Scene: the beach house. And Jackie Taylor is there in one of her overly-colorful older-woman-trying-too-hard-to-look-youngish-and-stylish outfits with barbaric oversized costume jewelry straight from Bloomie’s or Nordie’s, saying “Are you sure you don’t need help, Donna?” And Felice, in a perfect pastel suit with big buttons and double-strand of pearls, chimes in “I wish she would have let me call my caterer to handle this.” And Donna, perched on a ladder in the living room, is sticking one last piece of tape onto the wall and saying “Mother, don’t worry, I’ve got everything taken care of” as she climbs down from the stepladder, folds it up, and surveys the results of her labor.
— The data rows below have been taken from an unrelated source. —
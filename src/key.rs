//! Bracket-indexed keys: `root[contacts][1][relationship]` → `[contacts, 1, relationship]`.
use std::fmt;
use once_cell::sync::Lazy;
use regex::Regex;

use crate::decode::DecodeOptions;
use crate::error::DecodeError;

// ————————————————————————————————————————————————————————————————————————————
// TYPES
// ————————————————————————————————————————————————————————————————————————————

/// One path component. Digit-only text is always an index; there is no way to
/// spell a field whose name is a string of digits.
#[derive(Debug, Clone, PartialEq, Eq, Hash, PartialOrd, Ord)]
pub enum Segment {
    Field(String),
    Index(usize),
}

/// What a raw form key turned out to be.
#[derive(Debug, Clone, PartialEq, Eq)]
pub enum ParsedKey {
    /// No brackets: a direct top-level field named by the whole key.
    Flat(String),
    /// `<root>[seg]...`, root stripped.
    Structured(Vec<Segment>),
}

/// A location in the form, rendered back in the input key syntax.
#[derive(Debug, Clone, PartialEq, Eq, Hash)]
pub struct FormPath {
    root: String,
    segments: Vec<Segment>,
}

// whole key: root name followed by one or more bracket groups, nothing else
static KEY_RE: Lazy<Regex> = Lazy::new(|| {
    Regex::new(r"^([^\[\]]+)((?:\[[^\[\]]*\])+)$").expect("key pattern compiles")
});

static SEGMENT_RE: Lazy<Regex> = Lazy::new(|| {
    Regex::new(r"\[([^\[\]]*)\]").expect("segment pattern compiles")
});

// ————————————————————————————————————————————————————————————————————————————
// TOKENIZER
// ————————————————————————————————————————————————————————————————————————————

pub fn tokenize(key: &str, options: &DecodeOptions) -> Result<ParsedKey, DecodeError> {
    let malformed = |reason: String| DecodeError::MalformedKey { key: key.to_string(), reason };

    if key.is_empty() {
        return Err(malformed("empty key".into()));
    }
    if !key.contains(['[', ']']) {
        // a bare `3` is no field name; it addresses the root like `root[3]`
        if is_index(key) {
            return Ok(ParsedKey::Structured(vec![parse_segment(key, options).map_err(malformed)?]));
        }
        return Ok(ParsedKey::Flat(key.to_string()));
    }

    let caps = KEY_RE.captures(key).ok_or_else(|| {
        malformed(format!("expected `{}[segment]...` with balanced brackets", options.root))
    })?;

    let root = &caps[1];
    if root != options.root {
        return Err(malformed(format!("unexpected root `{root}`, expected `{}`", options.root)));
    }

    let mut segments = Vec::new();
    for seg in SEGMENT_RE.captures_iter(&caps[2]) {
        let text = &seg[1];
        segments.push(parse_segment(text, options).map_err(malformed)?);
    }
    Ok(ParsedKey::Structured(segments))
}

fn parse_segment(text: &str, options: &DecodeOptions) -> Result<Segment, String> {
    if text.is_empty() {
        return Err("empty segment `[]`".into());
    }
    if !is_index(text) {
        return Ok(Segment::Field(text.to_string()));
    }
    let index: usize = text
        .parse()
        .map_err(|_| format!("index `{text}` is out of range"))?;
    let limit = options.index_limit();
    if index > limit {
        return Err(format!("index {index} exceeds the limit of {limit}"));
    }
    Ok(Segment::Index(index))
}

/// Non-empty and ASCII digits only.
pub fn is_index(text: &str) -> bool {
    !text.is_empty() && text.bytes().all(|b| b.is_ascii_digit())
}

// ————————————————————————————————————————————————————————————————————————————
// PATHS
// ————————————————————————————————————————————————————————————————————————————

impl Segment {
    pub fn is_index(&self) -> bool { matches!(self, Segment::Index(_)) }
}

impl fmt::Display for Segment {
    fn fmt(&self, f: &mut fmt::Formatter<'_>) -> fmt::Result {
        match self {
            Segment::Field(name) => f.write_str(name),
            Segment::Index(i) => write!(f, "{i}"),
        }
    }
}

impl FormPath {
    pub fn root(root: impl Into<String>) -> Self {
        Self { root: root.into(), segments: Vec::new() }
    }

    pub fn segments(&self) -> &[Segment] { &self.segments }

    pub fn is_root(&self) -> bool { self.segments.is_empty() }

    pub fn push(&mut self, segment: Segment) { self.segments.push(segment); }

    pub fn pop(&mut self) -> Option<Segment> { self.segments.pop() }

    pub fn field(&self, name: &str) -> Self {
        let mut out = self.clone();
        out.push(Segment::Field(name.to_string()));
        out
    }

    pub fn index(&self, i: usize) -> Self {
        let mut out = self.clone();
        out.push(Segment::Index(i));
        out
    }

    /// The path of the first `n` segments.
    pub fn prefix(&self, n: usize) -> Self {
        Self { root: self.root.clone(), segments: self.segments[..n.min(self.segments.len())].to_vec() }
    }
}

impl fmt::Display for FormPath {
    fn fmt(&self, f: &mut fmt::Formatter<'_>) -> fmt::Result {
        f.write_str(&self.root)?;
        for seg in &self.segments {
            write!(f, "[{seg}]")?;
        }
        Ok(())
    }
}

// ------------------------------- Tests ------------------------------------ //
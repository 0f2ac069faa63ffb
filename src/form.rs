//! The flat `key → value` mapping a browser form submits.
use std::collections::BTreeMap;
use serde::{Deserialize, Serialize};
use serde_json::Value;

/// Keys are unique; iteration is in key order so decoding and error reporting
/// never depend on how the caller happened to collect the pairs.
#[derive(Debug, Clone, Default, PartialEq, Eq, Serialize, Deserialize)]
#[serde(transparent)]
pub struct FlatForm(BTreeMap<String, String>);

#[derive(Debug, Clone, PartialEq, Eq, thiserror::Error)]
pub enum FormError {
    #[error("a flat form must be a JSON object, found {0}")]
    NotAnObject(&'static str),
    #[error("value of `{0}` is nested; flat forms hold scalars only")]
    NestedValue(String),
}

impl FlatForm {
    pub fn new() -> Self { Self::default() }

    pub fn insert(&mut self, key: impl Into<String>, value: impl Into<String>) -> Option<String> {
        self.0.insert(key.into(), value.into())
    }

    pub fn get(&self, key: &str) -> Option<&str> { self.0.get(key).map(String::as_str) }

    pub fn len(&self) -> usize { self.0.len() }

    pub fn is_empty(&self) -> bool { self.0.is_empty() }

    pub fn iter(&self) -> impl Iterator<Item = (&str, &str)> {
        self.0.iter().map(|(k, v)| (k.as_str(), v.as_str()))
    }

    /// Accept the JSON shape most form captures come in: an object of scalars.
    /// Numbers and booleans are kept in their textual form; `null` means the
    /// control was not submitted.
    pub fn from_json(value: &Value) -> Result<Self, FormError> {
        let Value::Object(map) = value else {
            return Err(FormError::NotAnObject(json_kind(value)));
        };
        let mut out = Self::new();
        for (k, v) in map {
            match v {
                Value::Null => {}
                Value::String(s) => { out.insert(k.clone(), s.clone()); }
                Value::Bool(b) => { out.insert(k.clone(), b.to_string()); }
                Value::Number(n) => { out.insert(k.clone(), n.to_string()); }
                Value::Array(_) | Value::Object(_) => return Err(FormError::NestedValue(k.clone())),
            }
        }
        Ok(out)
    }

    pub fn to_json(&self) -> Value {
        Value::Object(self.0.iter().map(|(k, v)| (k.clone(), Value::from(v.clone()))).collect())
    }
}

impl<K: Into<String>, V: Into<String>> FromIterator<(K, V)> for FlatForm {
    fn from_iter<I: IntoIterator<Item = (K, V)>>(iter: I) -> Self {
        Self(iter.into_iter().map(|(k, v)| (k.into(), v.into())).collect())
    }
}

impl IntoIterator for FlatForm {
    type Item = (String, String);
    type IntoIter = std::collections::btree_map::IntoIter<String, String>;
    fn into_iter(self) -> Self::IntoIter { self.0.into_iter() }
}

pub(crate) fn json_kind(value: &Value) -> &'static str {
    match value {
        Value::Null => "null",
        Value::Bool(_) => "a boolean",
        Value::Number(_) => "a number",
        Value::String(_) => "a string",
        Value::Array(_) => "an array",
        Value::Object(_) => "an object",
    }
}
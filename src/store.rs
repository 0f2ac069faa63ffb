//! In-memory collection the decoded values end up in.
//!
//! Stands in for whatever a real deployment persists to. It is the only
//! shared mutable state around the decoder.
use std::sync::{PoisonError, RwLock};

use crate::decode::Decoder;
use crate::error::ErrorReport;
use crate::form::FlatForm;
use crate::typed::Typed;

#[derive(Debug, Default)]
pub struct Store<T> {
    items: RwLock<Vec<T>>,
}

#[derive(Debug, Clone, PartialEq, Eq, thiserror::Error)]
pub enum StoreError {
    #[error("no entry at index {index} (have {len})")]
    NotFound { index: usize, len: usize },
}

#[derive(Debug, thiserror::Error)]
pub enum SubmitError {
    #[error("submission rejected: {0}")]
    Invalid(#[from] ErrorReport),
    #[error(transparent)]
    Store(#[from] StoreError),
}

impl<T: Clone> Store<T> {
    pub fn new() -> Self {
        Self { items: RwLock::new(Vec::new()) }
    }

    pub fn append(&self, value: T) -> usize {
        let mut items = self.items.write().unwrap_or_else(PoisonError::into_inner);
        items.push(value);
        let index = items.len() - 1;
        tracing::debug!(index, "stored new entry");
        index
    }

    pub fn get(&self, index: usize) -> Result<T, StoreError> {
        let items = self.items.read().unwrap_or_else(PoisonError::into_inner);
        items.get(index).cloned().ok_or(StoreError::NotFound { index, len: items.len() })
    }

    pub fn set(&self, index: usize, value: T) -> Result<(), StoreError> {
        let mut items = self.items.write().unwrap_or_else(PoisonError::into_inner);
        let len = items.len();
        let slot = items.get_mut(index).ok_or(StoreError::NotFound { index, len })?;
        *slot = value;
        tracing::debug!(index, "replaced entry");
        Ok(())
    }

    pub fn len(&self) -> usize {
        self.items.read().unwrap_or_else(PoisonError::into_inner).len()
    }

    pub fn is_empty(&self) -> bool { self.len() == 0 }

    pub fn snapshot(&self) -> Vec<T> {
        self.items.read().unwrap_or_else(PoisonError::into_inner).clone()
    }
}

impl Store<Typed> {
    /// Decode a submitted form and create (`index == None`) or replace an
    /// entry. Nothing is written unless the whole form is valid.
    pub fn submit(&self, decoder: &Decoder, form: &FlatForm, index: Option<usize>) -> Result<usize, SubmitError> {
        let value = decoder.decode(form).inspect_err(|report| {
            tracing::info!(errors = report.len(), ?index, "rejected submission");
        })?;
        match index {
            None => Ok(self.append(value)),
            Some(i) => {
                self.set(i, value)?;
                Ok(i)
            }
        }
    }
}
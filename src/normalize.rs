//! Whole-tree pass: objects whose keys are all indices become lists.
//!
//! The builder can only guess a node's kind from the keys it has seen so far;
//! by the time this runs every key is in, so the guess can be settled.
use indexmap::IndexMap;

use crate::key;
use crate::tree::Node;

pub fn normalize(node: Node) -> Node {
    match node {
        Node::Object(map) if !map.is_empty() && map.keys().all(|k| key::is_index(k)) => {
            Node::Array(indexed_to_list(map))
        }
        Node::Object(map) => Node::Object(
            map.into_iter().map(|(k, v)| (k, normalize(v))).collect(),
        ),
        Node::Array(items) => Node::Array(items.into_iter().map(normalize).collect()),
        leaf => leaf,
    }
}

/// Place each child at its numeric position. Deferred objects were never
/// padded, so gaps are filled here the same way the builder pads lists.
fn indexed_to_list(map: IndexMap<String, Node>) -> Vec<Node> {
    let mut entries: Vec<(usize, Node)> = map
        .into_iter()
        .filter_map(|(k, v)| k.parse::<usize>().ok().map(|i| (i, v)))
        .collect();
    entries.sort_by_key(|(i, _)| *i);

    let len = entries.last().map(|(i, _)| i + 1).unwrap_or(0);
    let mut out: Vec<Node> = Vec::with_capacity(len);
    for (i, v) in entries {
        out.resize_with(i, || Node::Unresolved);
        out.push(normalize(v));
    }
    out
}
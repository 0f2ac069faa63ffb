//! End-to-end behavior of the decoder against the built-in Person schema.
use chrono::DateTime;
use nested_form::key::{tokenize, FormPath, ParsedKey};
use nested_form::model::{person_schema, Person, DEFAULT_JOB};
use nested_form::normalize::normalize;
use nested_form::tree::{Node, TreeBuilder};
use nested_form::validate::validate;
use nested_form::{decode, flatten, DecodeOptions, Decoder, ErrorKind, FlatForm, ObjectSchema, Schema, Typed, VariantValue};
use serde_json::json;
use test_case::test_case;

fn schema() -> Schema {
    person_schema().unwrap()
}

fn form<const N: usize>(pairs: [(&str, &str); N]) -> FlatForm {
    pairs.into_iter().collect()
}

fn full_form() -> FlatForm {
    form([
        ("root[name]", "John Doe"),
        ("root[age]", "30"),
        ("root[job]", "Pilot"),
        ("root[address][house_number]", "123"),
        ("root[address][street]", "Main St"),
        ("root[address][city]", "New York"),
        ("root[hobbies][0]", "Walking"),
        ("root[hobbies][1]", "Reading"),
        ("root[contacts][0][_type]", "Friend"),
        ("root[contacts][0][name]", "Alice"),
        ("root[contacts][0][known_since]", "2023-05-01T10:00:00Z"),
        ("root[contacts][1][_type]", "FamilyMember"),
        ("root[contacts][1][name]", "Bob"),
        ("root[contacts][1][relationship]", "Father"),
    ])
}

#[test]
fn flatten_then_decode_gives_the_value_back() {
    let value = decode(&full_form(), &schema()).unwrap();
    let again = decode(&flatten(&value, "root"), &schema()).unwrap();
    assert_eq!(again, value);
    assert_eq!(flatten(&again, "root"), full_form());
}

// ------------------------------ Round trips ------------------------------- //

fn obj(fields: Vec<(&str, Typed)>) -> Typed {
    Typed::Object(fields.into_iter().map(|(k, v)| (k.to_string(), v)).collect())
}

fn variant(tag: &str, fields: Vec<(&str, Typed)>) -> Typed {
    let mut v = VariantValue::new("_type", tag);
    for (k, x) in fields {
        v.insert(k, x).unwrap();
    }
    v.into()
}

fn timestamp(text: &str) -> Typed {
    Typed::Timestamp(DateTime::parse_from_rfc3339(text).unwrap())
}

fn person(contacts: Vec<Typed>, address: Typed) -> Typed {
    obj(vec![
        ("name", "Jane".into()),
        ("age", 25u64.into()),
        ("job", DEFAULT_JOB.into()),
        ("address", address),
        ("hobbies", Typed::List(vec![])),
        ("contacts", Typed::List(contacts)),
    ])
}

fn minimal_person() -> (Schema, Typed) {
    (schema(), person(vec![], Typed::Null))
}

fn every_contact_kind() -> (Schema, Typed) {
    let contacts = vec![
        variant("Contact", vec![("name", "Carol".into())]),
        variant("Friend", vec![("name", "Alice".into()), ("known_since", timestamp("2023-05-01T10:00:00+02:00"))]),
        variant("FamilyMember", vec![("name", "Bob".into()), ("relationship", "Father".into())]),
    ];
    let address = obj(vec![
        ("house_number", 0u64.into()),
        ("street", "".into()),
        ("city", "Oslo".into()),
    ]);
    (schema(), person(contacts, address))
}

fn required_empty_list() -> (Schema, Typed) {
    let schema = ObjectSchema::new("Post")
        .field("name", Schema::String)
        .field("tags", Schema::list(Schema::String))
        .into();
    (schema, obj(vec![("name", "a".into()), ("tags", Typed::List(vec![]))]))
}

fn required_object_of_nulls() -> (Schema, Typed) {
    let meta = ObjectSchema::new("Meta").optional("note", Schema::String).optional("seen", Schema::Timestamp);
    let schema = ObjectSchema::new("Post").field("name", Schema::String).field("meta", meta.into()).into();
    let value = obj(vec![("name", "a".into()), ("meta", obj(vec![("note", Typed::Null), ("seen", Typed::Null)]))]);
    (schema, value)
}

#[test_case(minimal_person() ; "null address and empty defaulted lists")]
#[test_case(every_contact_kind() ; "base variant and non utc offset")]
#[test_case(required_empty_list() ; "required empty list")]
#[test_case(required_object_of_nulls() ; "required object of nulls")]
fn values_survive_flatten_and_decode(case: (Schema, Typed)) {
    let (schema, value) = case;
    let flat = flatten(&value, "root");
    let back = decode(&flat, &schema).unwrap();
    assert_eq!(back, value);
    // same text, so offsets survive too
    assert_eq!(flatten(&back, "root"), flat);
}

#[test]
fn non_utc_offset_is_kept() {
    let (schema, value) = every_contact_kind();
    let flat = flatten(&value, "root");
    assert_eq!(flat.get("root[contacts][1][known_since]"), Some("2023-05-01T10:00:00+02:00"));
    let back = decode(&flat, &schema).unwrap();
    let friend = back.get("contacts").and_then(Typed::as_list).unwrap()[1].clone();
    let Some(Typed::Timestamp(t)) = friend.get("known_since") else { panic!("expected a timestamp") };
    assert_eq!(t.offset().local_minus_utc(), 2 * 3600);
}

#[test]
fn trailing_keyless_list_elements_are_lost() {
    let schema: Schema = ObjectSchema::new("P").field("notes", Schema::list(Schema::optional(Schema::String))).into();
    let value = obj(vec![("notes", Typed::List(vec!["a".into(), Typed::Null]))]);
    let back = decode(&flatten(&value, "root"), &schema).unwrap();
    assert_eq!(back.to_json(), json!({ "notes": ["a"] }));
}

// ---------------------------- Order independence -------------------------- //

fn scattered_pairs() -> Vec<(&'static str, &'static str)> {
    vec![
        ("root[contacts][1][name]", "Bob"),
        ("root[contacts][0][_type]", "Friend"),
        ("root[hobbies][2]", "Jogging"),
        ("name", "Jane"),
        ("root[contacts][1][_type]", "FamilyMember"),
        ("root[address][city]", "Oslo"),
        ("root[age]", "25"),
        ("root[contacts][0][name]", "Alice"),
        ("root[hobbies][0]", "Walking"),
        ("root[contacts][0][known_since]", "2023-05-01T10:00"),
        ("root[address][house_number]", "7"),
        ("root[contacts][1][relationship]", "Father"),
        ("root[address][street]", "Main St"),
    ]
}

/// Feed the pairs to the builder in exactly the given order.
fn tree_in_order(pairs: &[(&str, &str)]) -> Node {
    let options = DecodeOptions::default();
    let mut builder = TreeBuilder::new(options.root.as_str());
    for (k, v) in pairs {
        match tokenize(k, &options).unwrap() {
            ParsedKey::Flat(name) => builder.insert_flat(&name, v.to_string()).unwrap(),
            ParsedKey::Structured(segments) => builder.insert(&segments, v.to_string()).unwrap(),
        }
    }
    normalize(builder.finish())
}

#[test]
fn insertion_order_does_not_change_tree_or_value() {
    let pairs = scattered_pairs();
    let expected_tree = tree_in_order(&pairs);
    let expected = validate(&expected_tree, &schema(), &FormPath::root("root")).unwrap();
    assert_eq!(expected.to_json()["hobbies"], json!(["Walking", "", "Jogging"]));

    for reverse in [false, true] {
        for shift in 0..pairs.len() {
            let mut order = pairs.clone();
            if reverse {
                order.reverse();
            }
            order.rotate_left(shift);
            let tree = tree_in_order(&order);
            assert_eq!(tree, expected_tree, "order: {order:?}");
            assert_eq!(validate(&tree, &schema(), &FormPath::root("root")).unwrap(), expected);
        }
    }
}

#[test]
fn conflicts_are_found_in_either_order() {
    let pairs = [("root[hobbies][0]", "Walking"), ("root[hobbies][kind]", "x")];
    for order in [pairs, [pairs[1], pairs[0]]] {
        let options = DecodeOptions::default();
        let mut builder = TreeBuilder::new("root");
        let results: Vec<_> = order
            .iter()
            .map(|(k, v)| match tokenize(k, &options).unwrap() {
                ParsedKey::Structured(segments) => builder.insert(&segments, v.to_string()),
                ParsedKey::Flat(name) => builder.insert_flat(&name, v.to_string()),
            })
            .collect();
        assert!(results[0].is_ok());
        assert_eq!(results[1].as_ref().unwrap_err().kind(), ErrorKind::PathKindConflict);
    }
}

#[test]
fn indexed_keys_become_lists_in_index_order() {
    let f = form([
        ("root[name]", "Jane"),
        ("root[age]", "25"),
        ("root[hobbies][1]", "Reading"),
        ("root[hobbies][0]", "Walking"),
        ("root[hobbies][2]", "Jogging"),
    ]);
    let value = decode(&f, &schema()).unwrap();
    assert_eq!(value.to_json()["hobbies"], json!(["Walking", "Reading", "Jogging"]));
}

#[test]
fn gaps_in_a_list_are_filled_with_empty_values() {
    let f = form([("root[name]", "Jane"), ("root[age]", "25"), ("root[hobbies][2]", "Jogging")]);
    let value = decode(&f, &schema()).unwrap();
    assert_eq!(value.to_json()["hobbies"], json!(["", "", "Jogging"]));
}

#[test]
fn every_missing_field_is_reported_at_once() {
    let report = decode(&FlatForm::new(), &schema()).unwrap_err();
    let paths: Vec<_> = report.iter().map(|e| (e.path.as_str(), e.kind)).collect();
    assert_eq!(paths, vec![
        ("root[name]", ErrorKind::MissingField),
        ("root[age]", ErrorKind::MissingField),
    ]);
}

#[test]
fn scalar_errors_and_missing_fields_accumulate() {
    let f = form([("root[age]", "-3"), ("root[address][house_number]", "abc")]);
    let report = decode(&f, &schema()).unwrap_err();
    assert_eq!(report.at("root[name]").next().map(|e| e.kind), Some(ErrorKind::MissingField));
    assert_eq!(report.at("root[age]").next().map(|e| e.kind), Some(ErrorKind::TypeMismatch));
    assert_eq!(report.at("root[address][house_number]").next().map(|e| e.kind), Some(ErrorKind::TypeMismatch));
}

#[test]
fn union_elements_dispatch_on_the_tag() {
    let value = decode(&full_form(), &schema()).unwrap();
    let contacts = value.get("contacts").and_then(Typed::as_list).unwrap();
    let tags: Vec<_> = contacts.iter().filter_map(Typed::as_variant).map(|v| v.tag()).collect();
    assert_eq!(tags, vec!["Friend", "FamilyMember"]);
    assert_eq!(value.to_json()["contacts"][1], json!({
        "_type": "FamilyMember",
        "name": "Bob",
        "relationship": "Father",
    }));
}

#[test]
fn unknown_tag_is_reported_at_the_element() {
    let f = form([
        ("root[name]", "Jane"),
        ("root[age]", "25"),
        ("root[contacts][0][_type]", "Enemy"),
        ("root[contacts][0][name]", "Mallory"),
    ]);
    let report = decode(&f, &schema()).unwrap_err();
    assert_eq!(report.len(), 1);
    assert_eq!(report.errors()[0].path, "root[contacts][0]");
    assert_eq!(report.errors()[0].kind, ErrorKind::UnknownVariant);
}

#[test]
fn missing_tag_is_reported_at_the_element() {
    let f = form([("root[name]", "Jane"), ("root[age]", "25"), ("root[contacts][0][name]", "Mallory")]);
    let report = decode(&f, &schema()).unwrap_err();
    assert_eq!(report.errors()[0].path, "root[contacts][0]");
    assert_eq!(report.errors()[0].kind, ErrorKind::MissingDiscriminator);
}

#[test]
fn scalar_and_container_at_one_path_conflict() {
    let f = form([("root[address]", "foo"), ("root[address][street]", "Main St")]);
    let report = decode(&f, &schema()).unwrap_err();
    assert_eq!(report.len(), 1);
    assert_eq!(report.errors()[0].kind, ErrorKind::PathKindConflict);
}

#[test]
fn malformed_key_is_rejected() {
    let f = form([("root[name", "Jane")]);
    let report = decode(&f, &schema()).unwrap_err();
    assert_eq!(report.errors()[0].kind, ErrorKind::MalformedKey);
}

#[test]
fn defaults_are_stable_across_a_second_pass() {
    let f = form([("root[name]", "Jane"), ("root[age]", "25")]);
    let once = decode(&f, &schema()).unwrap();
    assert_eq!(once.get("job"), Some(&Typed::from(DEFAULT_JOB)));
    let twice = decode(&flatten(&once, "root"), &schema()).unwrap();
    assert_eq!(twice, once);
}

#[test]
fn decoder_fills_serde_types() {
    let person: Person = Decoder::new(schema()).decode_into(&full_form()).unwrap();
    assert_eq!(person.job, "Pilot");
    assert_eq!(person.contacts[0].name(), "Alice");
}

#[test]
fn exported_schema_describes_the_form() {
    let doc = Decoder::new(schema()).json_schema();
    assert_eq!(doc["title"], "Person");
    assert_eq!(doc["properties"]["age"]["minimum"], 0);
    assert_eq!(doc["properties"]["contacts"]["items"]["discriminator"]["propertyName"], "_type");
}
Ah, what loveliness. The living room has been cheerfully festooned with tasteful twists of bridal-white tulle, masses of pastel floral garlands, crepe fold-out wedding bells, baby bottles and rattles and custom-painted signs that read “Congratulations Kelly and Brandon!” and “Here Comes the Bride” and “Showers of Happiness” and “And Baby Makes Three.” Tables have been covered with starched white linens and festooned with more flower garlands: blush roses, creamy lilies and delicate orchids among the greenery. One table is already piled with beautifully wrapped gifts, and another has several silver trays of delectable hors d’oeuvres and a great silver punchbowl full of amber liquid and floating slices of citrus, flanked by very tall, slim candlesticks in graceful silver candelabras. Donna, looking anxious, makes a final, miniscule adjustment to the folded napkins and stacked china plates. “Oh! Did you remember to bring the champagne?” she asks Jackie with sudden, wide eyes.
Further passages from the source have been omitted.